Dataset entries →
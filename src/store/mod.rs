//! Record store access layer.
//!
//! [`RecordStore`] is the single seam between record managers and the key-value backend. It
//! exposes only the hash-oriented operations the service needs; [`RedisStore`] implements it
//! for production and [`MemoryStore`] for tests and local runs without Redis.

mod memory;
mod redis_store;

pub use memory::MemoryStore;
pub use redis_store::{RedisSettings, RedisStore};

use async_trait::async_trait;
use std::collections::HashMap;
use thiserror::Error;

/// Field map of a stored hash; values are raw bytes.
pub type HashFields = HashMap<String, Vec<u8>>;

/// Errors surfaced by the record store.
#[derive(Debug, Error)]
pub enum StoreError {
    /// Redis rejected a command or the connection dropped.
    #[error("Redis request failed: {0}")]
    Redis(#[from] redis::RedisError),
    /// Connecting to Redis did not complete within the connect timeout.
    #[error("Timed out connecting to Redis at {0}")]
    ConnectTimeout(String),
    /// Connection settings could not be turned into a Redis URL.
    #[error("Invalid Redis settings: {0}")]
    InvalidSettings(String),
    /// Store is not reachable.
    #[error("Record store unavailable: {0}")]
    Unavailable(String),
}

/// Hash-oriented operations used by the record managers.
#[async_trait]
pub trait RecordStore: Send + Sync {
    /// Whether `key` exists.
    async fn exists(&self, key: &str) -> Result<bool, StoreError>;

    /// Read every field of the hash at `key`; missing keys yield an empty map.
    async fn read_hash(&self, key: &str) -> Result<HashFields, StoreError>;

    /// Write all `fields` to the hash at `key` in one command.
    async fn write_hash(&self, key: &str, fields: &[(&str, Vec<u8>)]) -> Result<(), StoreError>;

    /// Read a single field.
    async fn read_field(&self, key: &str, field: &str) -> Result<Option<Vec<u8>>, StoreError>;

    /// Whether `field` is present on the hash at `key`.
    async fn field_exists(&self, key: &str, field: &str) -> Result<bool, StoreError>;

    /// Enumerate keys matching a glob `pattern`.
    async fn scan_keys(&self, pattern: &str) -> Result<Vec<String>, StoreError>;

    /// Read `field` from each of `keys` in one round trip, decoding text permissively.
    ///
    /// The result is positionally aligned with `keys`.
    async fn read_field_many(
        &self,
        keys: &[String],
        field: &str,
    ) -> Result<Vec<Option<String>>, StoreError>;

    /// Remove the whole hash at `key`; returns whether something was removed.
    async fn delete(&self, key: &str) -> Result<bool, StoreError>;
}

/// Decode stored bytes, substituting replacement characters for invalid UTF-8.
pub fn decode_lossy(bytes: &[u8]) -> String {
    String::from_utf8_lossy(bytes).into_owned()
}
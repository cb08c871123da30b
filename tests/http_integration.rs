use std::sync::Arc;
use std::time::Duration;

use axum::{
    Router,
    body::{Body, to_bytes},
    http::{Method, Request, StatusCode},
};
use edu_api::{
    api,
    naming::HttpNameGenerator,
    quiz::HttpQuizGenerator,
    records::{LocatePolicy, RecordService},
    store::{MemoryStore, RecordStore},
    vector::{HttpVectorIndex, VectorEndpoints},
};
use httpmock::{Method::POST, MockServer};
use serde_json::{Value, json};
use tower::ServiceExt;

struct Harness {
    server: MockServer,
    store: Arc<MemoryStore>,
    app: Router,
}

impl Harness {
    async fn new() -> Self {
        let server = MockServer::start_async().await;
        let store = Arc::new(MemoryStore::new());
        let timeout = Duration::from_secs(2);
        let service = RecordService::new(
            store.clone(),
            Arc::new(
                HttpNameGenerator::new(server.url("/prediction/name"), timeout).expect("namer"),
            ),
            Arc::new(
                HttpVectorIndex::new(
                    VectorEndpoints {
                        upsert_url: server.url("/vector/upsert"),
                        search_url: server.url("/vector/search"),
                    },
                    timeout,
                )
                .expect("vectors"),
            ),
            Arc::new(
                HttpQuizGenerator::new(server.url("/prediction/quiz"), timeout).expect("quiz"),
            ),
        )
        .with_locate_policy(LocatePolicy {
            attempts: 2,
            delay: Duration::from_millis(10),
        });
        let app = api::create_router(Arc::new(service), api::DEFAULT_MAX_UPLOAD_BYTES);
        Self { server, store, app }
    }

    async fn post(&self, uri: &str, body: Value) -> (StatusCode, Value) {
        let response = self
            .app
            .clone()
            .oneshot(
                Request::builder()
                    .method(Method::POST)
                    .uri(uri)
                    .header("content-type", "application/json")
                    .body(Body::from(body.to_string()))
                    .expect("request"),
            )
            .await
            .expect("router response");
        let status = response.status();
        let bytes = to_bytes(response.into_body(), usize::MAX).await.expect("body");
        (status, serde_json::from_slice(&bytes).expect("json"))
    }
}

#[tokio::test]
async fn upload_indexes_names_and_becomes_searchable() {
    let harness = Harness::new().await;
    let upsert = harness
        .server
        .mock_async(|when, then| {
            when.method(POST).path("/vector/upsert").json_body(json!({
                "overrideConfig": {
                    "text": "Plate tectonics explains earthquakes and mountain building.",
                    "metadata": {"key": "courses:1"}
                }
            }));
            then.status(200).json_body(json!({"numAdded": 1}));
        })
        .await;
    let naming = harness
        .server
        .mock_async(|when, then| {
            when.method(POST).path("/prediction/name");
            then.status(200).json_body(json!({"output": "  Moving Earth Plates \n"}));
        })
        .await;
    harness
        .server
        .mock_async(|when, then| {
            when.method(POST).path("/vector/search").json_body(json!({
                "overrideConfig": {"query": "earthquakes", "limit": 5}
            }));
            then.status(200).json_body(json!({
                "matches": [
                    {"metadata": {"key": "courses:1"}, "score": 0.91},
                    {"metadata": {"key": "courses:404"}, "score": 0.5}
                ]
            }));
        })
        .await;

    let (status, uploaded) = harness
        .post(
            "/api/v1/materials/upload",
            json!({"text": "Plate tectonics explains earthquakes and mountain building."}),
        )
        .await;
    assert_eq!(status, StatusCode::OK);
    assert_eq!(uploaded["key"], "courses:1");
    assert_eq!(uploaded["name"], "Moving Earth Plates");
    assert_eq!(uploaded["indexed"], true);
    upsert.assert_async().await;
    naming.assert_async().await;

    let (status, found) = harness
        .post("/api/v1/materials/search", json!({"query": "earthquakes", "limit": 5}))
        .await;
    assert_eq!(status, StatusCode::OK);
    assert_eq!(found["count"], 1);
    assert_eq!(found["materials"][0]["key"], "courses:1");
    assert_eq!(found["materials"][0]["name"], "Moving Earth Plates");
}

#[tokio::test]
async fn naming_outage_keeps_upload_and_leaves_name_absent() {
    let harness = Harness::new().await;
    harness
        .server
        .mock_async(|when, then| {
            when.method(POST).path("/vector/upsert");
            then.status(200).json_body(json!({}));
        })
        .await;
    harness
        .server
        .mock_async(|when, then| {
            when.method(POST).path("/prediction/name");
            then.status(200)
                .delay(Duration::from_secs(4))
                .json_body(json!({"text": "Too Late Title"}));
        })
        .await;

    let (status, uploaded) = harness
        .post("/api/v1/materials/upload", json!({"text": "A document about tides."}))
        .await;
    assert_eq!(status, StatusCode::OK);
    assert_eq!(uploaded["name"], Value::Null);
    assert!(
        !harness
            .store
            .field_exists("courses:1", "name")
            .await
            .expect("hexists")
    );
}

#[tokio::test]
async fn quiz_generation_reads_agent_envelope() {
    let harness = Harness::new().await;
    harness
        .server
        .mock_async(|when, then| {
            when.method(POST)
                .path("/prediction/quiz")
                .json_body(json!({"question": "Volcanoes"}));
            then.status(200).json_body(json!([
                {"agentName": "Planner", "messages": ["thinking"]},
                {"agentName": "QuizGenerator", "messages": [
                    "<test><topic>Volcanoes</topic>\
                     <question id=\"v1\" type=\"single\"><text>Magma at the surface is?</text>\
                     <option correct=\"true\">Lava</option><option>Ash</option></question></test>"
                ]}
            ]));
        })
        .await;

    let (status, generated) = harness
        .post("/api/v1/quizzes/generate", json!({"topic": "Volcanoes"}))
        .await;
    assert_eq!(status, StatusCode::OK);
    assert_eq!(generated["success"], true);
    assert_eq!(generated["parsedQuiz"]["topic"], "Volcanoes");
    assert_eq!(generated["parsedQuiz"]["questions"][0]["type"], "single");
    assert_eq!(generated["parsedQuiz"]["questions"][0]["options"][0]["correct"], true);
    assert!(generated["quizXml"].as_str().expect("xml").starts_with("<test>"));
}

#[tokio::test]
async fn search_outage_is_bad_gateway() {
    let harness = Harness::new().await;
    harness
        .server
        .mock_async(|when, then| {
            when.method(POST).path("/vector/search");
            then.status(500).body("boom");
        })
        .await;

    let (status, body) = harness
        .post("/api/v1/materials/search", json!({"query": "anything"}))
        .await;
    assert_eq!(status, StatusCode::BAD_GATEWAY);
    assert_eq!(body["success"], false);
}
//! Quiz and assignment routes under `/api/v1/quizzes` and `/api/v1/assignments`.

use super::error::{ApiError, JsonBody};
use crate::keys::Namespace;
use crate::quiz::ParsedQuiz;
use crate::records::RecordService;
use axum::{
    Json, Router,
    extract::State,
    routing::{get, post},
};
use serde::{Deserialize, Serialize};
use serde_json::{Value, json};
use std::sync::Arc;

type Shared = State<Arc<RecordService>>;

pub(super) fn quiz_routes() -> Router<Arc<RecordService>> {
    document_routes(Namespace::Quizzes, "quizzes", "Quiz").route("/generate", post(generate))
}

pub(super) fn assignment_routes() -> Router<Arc<RecordService>> {
    document_routes(Namespace::Assignments, "assignments", "Assignment")
}

/// List, save and delete routes shared by the XML namespaces.
///
/// `collection` names the list in the listing response; `label` prefixes messages.
fn document_routes(
    namespace: Namespace,
    collection: &'static str,
    label: &'static str,
) -> Router<Arc<RecordService>> {
    Router::new()
        .route(
            "/",
            get(move |State(service): Shared| async move {
                let items = service.list_documents(namespace).await?;
                Ok::<_, ApiError>(Json(json!({ "success": true, collection: items })))
            }),
        )
        .route(
            "/save",
            post(
                move |State(service): Shared, JsonBody(request): JsonBody<SaveRequest>| async move {
                    let created = service
                        .save_document(namespace, &request.xml, request.topic.as_deref())
                        .await?;
                    Ok::<_, ApiError>(Json(json!({
                        "success": true,
                        "key": created.key,
                        "index": created.index,
                    })))
                },
            ),
        )
        .route(
            "/delete",
            post(move |State(service): Shared, JsonBody(request): JsonBody<DeleteRequest>| {
                delete(service, namespace, label, request)
            }),
        )
}

#[derive(Deserialize)]
struct SaveRequest {
    xml: String,
    #[serde(default)]
    topic: Option<String>,
}

#[derive(Deserialize)]
struct DeleteRequest {
    key: String,
}

async fn delete(
    service: Arc<RecordService>,
    namespace: Namespace,
    label: &'static str,
    request: DeleteRequest,
) -> Result<Json<Value>, ApiError> {
    let key = service
        .delete_record(namespace, &request.key)
        .await
        .map_err(|error| match ApiError::from(error) {
            ApiError::NotFound(_) => {
                ApiError::NotFound(format!("{label} not found: {}", request.key.trim()))
            }
            other => other,
        })?;
    Ok(Json(json!({
        "success": true,
        "message": format!("{label} deleted successfully"),
        "key": key,
    })))
}

#[derive(Deserialize)]
struct GenerateRequest {
    topic: String,
}

#[derive(Serialize)]
#[serde(rename_all = "camelCase")]
struct GenerateResponse {
    success: bool,
    quiz_xml: String,
    parsed_quiz: ParsedQuiz,
}

async fn generate(
    State(service): Shared,
    JsonBody(request): JsonBody<GenerateRequest>,
) -> Result<Json<GenerateResponse>, ApiError> {
    let topic = request.topic.trim();
    if topic.is_empty() {
        return Err(ApiError::Validation("'topic' must not be empty".into()));
    }
    let generated = service.generate_quiz(topic).await?;
    Ok(Json(GenerateResponse {
        success: true,
        quiz_xml: generated.raw_xml,
        parsed_quiz: generated.quiz,
    }))
}
//! Record shapes, field names, and errors shared by the record managers.

use crate::keys::KeyError;
use crate::store::{HashFields, StoreError, decode_lossy};
use serde::Serialize;
use thiserror::Error;

/// Primary payload of a material.
pub const FIELD_CONTENT: &str = "content";
/// Primary payload of quizzes and assignments.
pub const FIELD_XML: &str = "xml";
/// Human-supplied label of quizzes and assignments.
pub const FIELD_TOPIC: &str = "topic";
/// Generated short title.
pub const FIELD_NAME: &str = "name";
/// Optional explicit title preferred over `name` in search results.
pub const FIELD_TITLE: &str = "title";
/// Binary PDF attachment.
pub const FIELD_PDF: &str = "pdf_data";
/// Creation time in seconds since the epoch.
pub const FIELD_TIMESTAMP: &str = "timestamp";

/// Errors produced by record operations.
#[derive(Debug, Error)]
pub enum RecordError {
    /// Caller input failed validation.
    #[error("{0}")]
    Validation(String),
    /// The addressed record or field does not exist.
    #[error("{0}")]
    NotFound(String),
    /// The record store failed.
    #[error("Record store error: {0}")]
    Store(#[from] StoreError),
    /// An external service produced no usable result.
    #[error("{0}")]
    Upstream(String),
}

impl From<KeyError> for RecordError {
    fn from(error: KeyError) -> Self {
        Self::Validation(error.to_string())
    }
}

/// Key and sequence of a newly created record.
#[derive(Debug, Clone, PartialEq, Eq, Serialize)]
pub struct CreatedRecord {
    /// Full record key.
    pub key: String,
    /// Sequence number assigned to the record.
    pub index: u64,
}

/// Material as returned by listings.
#[derive(Debug, Clone, PartialEq, Eq, Serialize)]
pub struct MaterialItem {
    /// Full record key.
    pub id: String,
    /// Text content.
    pub content: String,
    /// Generated title, empty until naming has run.
    pub name: String,
    /// Whether a PDF attachment is stored.
    pub has_pdf: bool,
    /// Creation time.
    pub timestamp: i64,
}

/// Quiz or assignment as returned by listings.
#[derive(Debug, Clone, PartialEq, Eq, Serialize)]
pub struct XmlRecordItem {
    /// Full record key.
    pub key: String,
    /// Human-supplied topic.
    pub topic: String,
    /// Creation time.
    pub timestamp: i64,
    /// XML document.
    pub xml: String,
}

/// Binary attachment ready to be served.
#[derive(Debug, Clone, PartialEq, Eq)]
pub struct Attachment {
    /// File name offered to the client.
    pub file_name: String,
    /// Raw PDF bytes.
    pub bytes: Vec<u8>,
}

/// Material matched by a semantic search.
#[derive(Debug, Clone, PartialEq, Serialize)]
pub struct SearchResult {
    /// Stored content.
    pub text: String,
    /// Stored title, falling back to the generated name.
    pub title: String,
    /// Creation time.
    pub timestamp: i64,
    /// Full record key.
    pub key: String,
    /// Generated title.
    pub name: String,
    /// Whether a PDF attachment is stored.
    pub has_pdf: bool,
    /// Similarity score from the vector service.
    pub score: f64,
}

/// One entry of a range listing.
#[derive(Debug, Clone, PartialEq, Eq, Serialize)]
pub struct SliceEntry {
    /// Full record key.
    pub key: String,
    /// Content field, or a placeholder when it is missing.
    pub content: String,
}

/// Result of a material upload.
#[derive(Debug, Clone, PartialEq, Eq, Serialize)]
pub struct UploadOutcome {
    /// Full record key.
    pub key: String,
    /// Sequence number assigned to the record.
    pub index: u64,
    /// Title produced by the naming workflow, if any.
    pub name: Option<String>,
    /// Whether the vector service accepted the text.
    pub indexed: bool,
}

/// What the bulk naming pass did to a named record.
#[derive(Debug, Clone, Copy, PartialEq, Eq, Serialize)]
#[serde(rename_all = "lowercase")]
pub enum NamingAction {
    /// The record had no name before.
    Named,
    /// An existing name was replaced.
    Renamed,
}

/// Log line for a record named during a bulk pass.
#[derive(Debug, Clone, PartialEq, Eq, Serialize)]
pub struct NamedEntry {
    /// Full record key.
    pub key: String,
    /// Title written to the record.
    pub name: String,
    /// Whether this was a first naming or a rename.
    pub action: NamingAction,
    /// First words of the content.
    pub preview: String,
}

/// Log line for a record removed during a bulk pass.
#[derive(Debug, Clone, PartialEq, Eq, Serialize)]
pub struct DeletedEntry {
    /// Full record key.
    pub key: String,
    /// First characters of the rejected content.
    pub preview: String,
}

/// Counters and logs accumulated by a bulk naming pass.
#[derive(Debug, Clone, Default, PartialEq, Eq, Serialize)]
pub struct SyncReport {
    /// Keys found in the namespace.
    pub total_keys_scanned: usize,
    /// Records sent to the name generator.
    pub processed_for_naming_or_rename: usize,
    /// Records named for the first time.
    pub named: usize,
    /// Records whose existing name was replaced.
    pub renamed: usize,
    /// Records left alone because they already had a name.
    pub already_named_skipped: usize,
    /// Records deleted for empty-looking content.
    pub deleted_short: usize,
    /// Records that could not be processed.
    pub errors: usize,
    /// Records named or renamed.
    pub named_documents_log: Vec<NamedEntry>,
    /// Records deleted.
    pub deleted_documents_log: Vec<DeletedEntry>,
    /// One-line human summary.
    pub summary: String,
}

/// Text value of `field`, decoded permissively.
pub(crate) fn text_field(fields: &HashFields, field: &str) -> Option<String> {
    fields.get(field).map(|bytes| decode_lossy(bytes))
}

/// Creation timestamp, `0` when absent or unparsable.
pub(crate) fn timestamp_field(fields: &HashFields) -> i64 {
    text_field(fields, FIELD_TIMESTAMP)
        .and_then(|value| value.trim().parse().ok())
        .unwrap_or(0)
}

/// Reject empty or whitespace-only input for `field`.
pub(crate) fn require_text<'a>(field: &str, value: &'a str) -> Result<&'a str, RecordError> {
    if value.trim().is_empty() {
        Err(RecordError::Validation(format!("'{field}' must not be empty")))
    } else {
        Ok(value)
    }
}

/// Current time in seconds since the epoch.
pub(crate) fn now_timestamp() -> i64 {
    time::OffsetDateTime::now_utc().unix_timestamp()
}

What you have to do →
Whenever the word "NamedEntry" shows up in a line of the entries, list that line.

Your response →
pub struct NamedEntry {
    pub named_documents_log: Vec<NamedEntry>,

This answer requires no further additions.